In the last post I’ve explained how to install nVidia Toolkit 10.1 on Ubuntu 18.04 LTS.
Details can be found on the following pages:
https://www.josip-pojatina.com/en/how-to-install-cuda-toolkit-on-ubuntu-18-04-lts/
or
https://www.performatune.com/en/how-to-install-cuda-toolkit-on-ubuntu-18-04-lts/
In this article I’ll explain the most important card details you need to know.
Prerequisite for this article (besides nVidia drivers and Toolkit 10.1 Toolkit installed) is to have all samples compiled.
All you need to do is to cd into the Samples directory and execute the following:
user@hostname:~/Downloads/NVIDIA_CUDA-10.1_Samples/bin/x86_64/linux/
deviceQuery Starting...
CUDA Device Query (Runtime API) version (CUDART static linking)
Detected 1 CUDA Capable device(s)
Device 0: "Quadro M2200"
CUDA Driver Version / Runtime Version 10.1 / 10.1
CUDA Capability Major/Minor version number: 5.2
Total amount of global memory: 4044 MBytes (4240179200 bytes)
( 8) Multiprocessors, (128) CUDA Cores/MP: 1024 CUDA Cores
GPU Max Clock rate: 1036 MHz (1.04 GHz)
Memory Clock rate: 2754 Mhz
Memory Bus Width: 128-bit
L2 Cache Size: 1048576 bytes
Maximum Texture Dimension Size (x,y,z) 1D=(65536), 2D=(65536, 65536), 3D=(4096, 4096, 4096)
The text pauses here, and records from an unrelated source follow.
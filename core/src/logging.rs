//! Logging integration
//!
//! Diagnostics are plain `tracing` events. The host decides how loud they
//! are through [`LogLevel`], which mirrors the simulator's level names and the
//! numeric levels Python's `logging` uses, so one value can drive both the
//! native filter and the interpreter-side loggers.

use std::fmt;
use std::str::FromStr;
use std::sync::atomic::{AtomicU8, Ordering};
use std::sync::OnceLock;

use tracing::level_filters::LevelFilter;
use tracing::Level;
use tracing_subscriber::layer::{Layer, Layered, SubscriberExt};
use tracing_subscriber::registry::Registry;
use tracing_subscriber::reload;
use tracing_subscriber::util::SubscriberInitExt;

use crate::error::EmbedError;

/// Extra layer that sees every event passing the level filter
pub type ForwardLayer = Box<dyn Layer<Registry> + Send + Sync>;

type Base = Layered<Option<ForwardLayer>, Registry>;

static FILTER: OnceLock<reload::Handle<LevelFilter, Base>> = OnceLock::new();
static LEVEL: AtomicU8 = AtomicU8::new(LogLevel::Info as u8);

/* ===================== Levels ===================== */

#[derive(Debug, Clone, Copy, PartialEq, Eq, PartialOrd, Ord, Hash)]
#[repr(u8)]
pub enum LogLevel {
    Trace = 5,
    Debug = 10,
    Info = 20,
    Warning = 30,
    Error = 40,
    Critical = 50,
}

impl LogLevel {
    pub const ALL: [LogLevel; 6] = [
        LogLevel::Critical,
        LogLevel::Error,
        LogLevel::Warning,
        LogLevel::Info,
        LogLevel::Debug,
        LogLevel::Trace,
    ];

    pub fn as_str(self) -> &'static str {
        match self {
            LogLevel::Critical => "CRITICAL",
            LogLevel::Error => "ERROR",
            LogLevel::Warning => "WARNING",
            LogLevel::Info => "INFO",
            LogLevel::Debug => "DEBUG",
            LogLevel::Trace => "TRACE",
        }
    }

    /// Level number as understood by Python's `logging` module
    pub fn numeric(self) -> i32 {
        self as i32
    }

    pub fn filter(self) -> LevelFilter {
        match self {
            LogLevel::Critical | LogLevel::Error => LevelFilter::ERROR,
            LogLevel::Warning => LevelFilter::WARN,
            LogLevel::Info => LevelFilter::INFO,
            LogLevel::Debug => LevelFilter::DEBUG,
            LogLevel::Trace => LevelFilter::TRACE,
        }
    }

    pub fn from_tracing(level: &Level) -> Self {
        match *level {
            Level::ERROR => LogLevel::Error,
            Level::WARN => LogLevel::Warning,
            Level::INFO => LogLevel::Info,
            Level::DEBUG => LogLevel::Debug,
            Level::TRACE => LogLevel::Trace,
        }
    }

    fn from_u8(value: u8) -> Self {
        Self::ALL
            .into_iter()
            .find(|level| *level as u8 == value)
            .unwrap_or(LogLevel::Info)
    }
}

impl fmt::Display for LogLevel {
    fn fmt(&self, f: &mut fmt::Formatter<'_>) -> fmt::Result {
        f.write_str(self.as_str())
    }
}

/// Exact, case-sensitive match on the level name
impl FromStr for LogLevel {
    type Err = EmbedError;

    fn from_str(s: &str) -> Result<Self, Self::Err> {
        Self::ALL
            .into_iter()
            .find(|level| level.as_str() == s)
            .ok_or_else(|| EmbedError::InvalidLogLevel(s.to_string()))
    }
}

/* ===================== Subscriber ===================== */

/// Install the process-wide subscriber
///
/// Returns false when a subscriber is already installed, either by an
/// earlier call or by the host. The level filter then only tracks
/// [`set_level`] through [`level`].
pub fn install(forward: Option<ForwardLayer>) -> bool {
    if FILTER.get().is_some() {
        return false;
    }

    let (filter, handle) = reload::Layer::new(level().filter());
    let subscriber = Registry::default().with(forward).with(filter).with(
        tracing_subscriber::fmt::layer()
            .with_writer(std::io::stderr)
            .with_target(false),
    );

    match subscriber.try_init() {
        Ok(()) => FILTER.set(handle).is_ok(),
        Err(_) => false,
    }
}

/// Current host log level
pub fn level() -> LogLevel {
    LogLevel::from_u8(LEVEL.load(Ordering::Relaxed))
}

/// Change the host log level
pub fn set_level(level: LogLevel) {
    LEVEL.store(level as u8, Ordering::Relaxed);
    if let Some(handle) = FILTER.get() {
        // Only fails if the subscriber was dropped, which a global one never is
        let _ = handle.modify(|filter| *filter = level.filter());
    }
}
Maximum Layered 1D Texture Size, (num) layers 1D=(16384), 2048 layers
Maximum Layered 2D Texture Size, (num) layers 2D=(16384, 16384), 2048 layers
Total amount of constant memory: 65536 bytes
Total amount of shared memory per block: 49152 bytes
Total number of registers available per block: 65536
Warp size: 32
Maximum number of threads per multiprocessor: 2048
Maximum number of threads per block: 1024
Max dimension size of a thread block (x,y,z): (1024, 1024, 64)
Max dimension size of a grid size (x,y,z): (2147483647, 65535, 65535)
Maximum memory pitch: 2147483647 bytes
Texture alignment: 512 bytes
Concurrent copy and kernel execution: Yes with 2 copy engine(s)
Run time limit on kernels: Yes
Integrated GPU sharing Host Memory: No
Support host page-locked memory mapping: Yes
Alignment requirement for Surfaces: Yes
Device has ECC support: Disabled
Device supports Unified Addressing (UVA): Yes
Device supports Compute Preemption: No
Supports Cooperative Kernel Launch: No
Supports MultiDevice Co-op Kernel Launch: No
Device PCI Domain ID / Bus ID / location ID: 0 / 1 / 0
Compute Mode:
< Default (multiple host threads can use ::cudaSetDevice() with device simultaneously) >
deviceQuery, CUDA Driver = CUDART, CUDA Driver Version = 10.1, CUDA Runtime Version = 10.1, NumDevs = 1
Result = PASS
Here are the list with short explanation of the most important specs needed for CUDA tuning:
1.
Detected 1 CUDA Capable device(s)
In this case I have only one CUDA device. In reallity you might have 2, 3 or more on one machine.
2.
Device 0: “Quadro M2200”
This is a my nVidia device name. If I need to search for some information, I need to know full card name.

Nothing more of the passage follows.